The “French style” (at least in patent law), which is generally characterized by the will to do everything at the same time (validity and infringement of the patent), takes a serious hit with a recent Paris Court of Appeal judgment: the Judges propose a fragmented approach to a pan-European infringement for which they only want to rule on the French part of a European patent [1].

In this case, Hutchinson, a company specializing in motor vehicle wheels, brought an infringement action before the Paris High Court (Tribunal Judiciaire), based on a patent No. EP 1 262 340 (“EP’340”) entitled “vehicle wheel with improved inflation system”. After an infringement seizure on French territory, the patentee had sued four companies before the Paris Court for infringement acts committed in France, Germany and the United Kingdom (Tyron, Global Wheel, L.A. VI, Dal).

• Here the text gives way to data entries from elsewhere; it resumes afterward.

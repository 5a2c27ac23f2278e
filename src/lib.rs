//! # hdf2tif
//!
//! Convert MODIS HDF-EOS granules to georeferenced GeoTIFF by driving the
//! HEG toolchain, with optional reprojection via GDAL.
//!
//! ## Why this crate?
//!
//! The HEG resampler does the real work but has a hostile interface: it is
//! driven by a hand-written parameter file whose spatial-subset corners,
//! grid object name and field name must be copied out of a separate
//! `hegtool` report, and both tools scatter fixed-named logs and scratch
//! files across whatever directory they run in. This crate automates the
//! whole dance for one granule and cleans up afterwards.
//!
//! ## Pipeline Overview
//!
//! ```text
//! HDF granule
//!  │
//!  ├─ 1. Stat      hegtool -h <granule> → HegHdr.hdr key/value report
//!  ├─ 2. Assemble  merge grid corners, object and field names into the
//!  │               resample parameter block
//!  ├─ 3. Convert   resample -p <params> → GeoTIFF
//!  ├─ 4. Cleanup   logs, parameter file, .met sidecar, scratch files
//!  └─ 5. Warp      gdalwarp <tif> <staging> -t_srs <SRS>, atomic swap
//!                  (only when a projection is requested)
//! ```
//!
//! Each run gets its own temporary working directory, so concurrent
//! conversions cannot trample each other's tool droppings, and the HEG
//! environment variables are scoped to the child processes rather than
//! written into this process's environment.
//!
//! ## Quick Start
//!
//! ```rust,no_run
//! use hdf2tif::{convert, ConversionConfig};
//!
//! fn main() -> Result<(), Box<dyn std::error::Error>> {
//!     let config = ConversionConfig::builder()
//!         .band("ndvi")
//!         .projection("epsg:32633")
//!         .heg_root("/opt/heg")
//!         .build()?;
//!     let tif = convert("MOD13Q1.A2017145.h13v10.hdf", &config)?;
//!     println!("wrote {}", tif.display());
//!     Ok(())
//! }
//! ```
//!
//! ## Feature Flags
//!
//! | Feature | Default | Description |
//! |---------|---------|-------------|
//! | `cli`   | on      | Enables the `hdf2tif` binary (clap + anyhow + tracing-subscriber) |
//!
//! Disable `cli` when using only the library:
//! ```toml
//! hdf2tif = { version = "0.3", default-features = false }
//! ```

// ── Modules ──────────────────────────────────────────────────────────────

pub mod config;
pub mod convert;
pub mod error;
pub mod header;
pub mod params;
pub mod pipeline;
pub mod products;
pub mod tool;

// ── Re-exports ───────────────────────────────────────────────────────────

pub use config::{ConversionConfig, ConversionConfigBuilder};
pub use convert::{convert, convert_to, derive_output_path, inspect};
pub use error::Hdf2TifError;
pub use header::HeaderReport;
pub use params::ResampleParams;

The Paris Court of Appeal, confirming the Paris High Court, declined jurisdiction for acts committed in United Kingdom and Germany, thus considering itself competent only for acts committed in France. It was ruled that the legal and factual situations were not identical, as required by Article 8.1 of Regulation 1215/2012, known as “Brussels I bis”, and as interpreted by the Solvay judgment of the CJEU (C-616/10, because the patents and the products in question were not identical in the three countries, so that the judgments relating to the said applications were likely to be divergent, but not irreconcilable.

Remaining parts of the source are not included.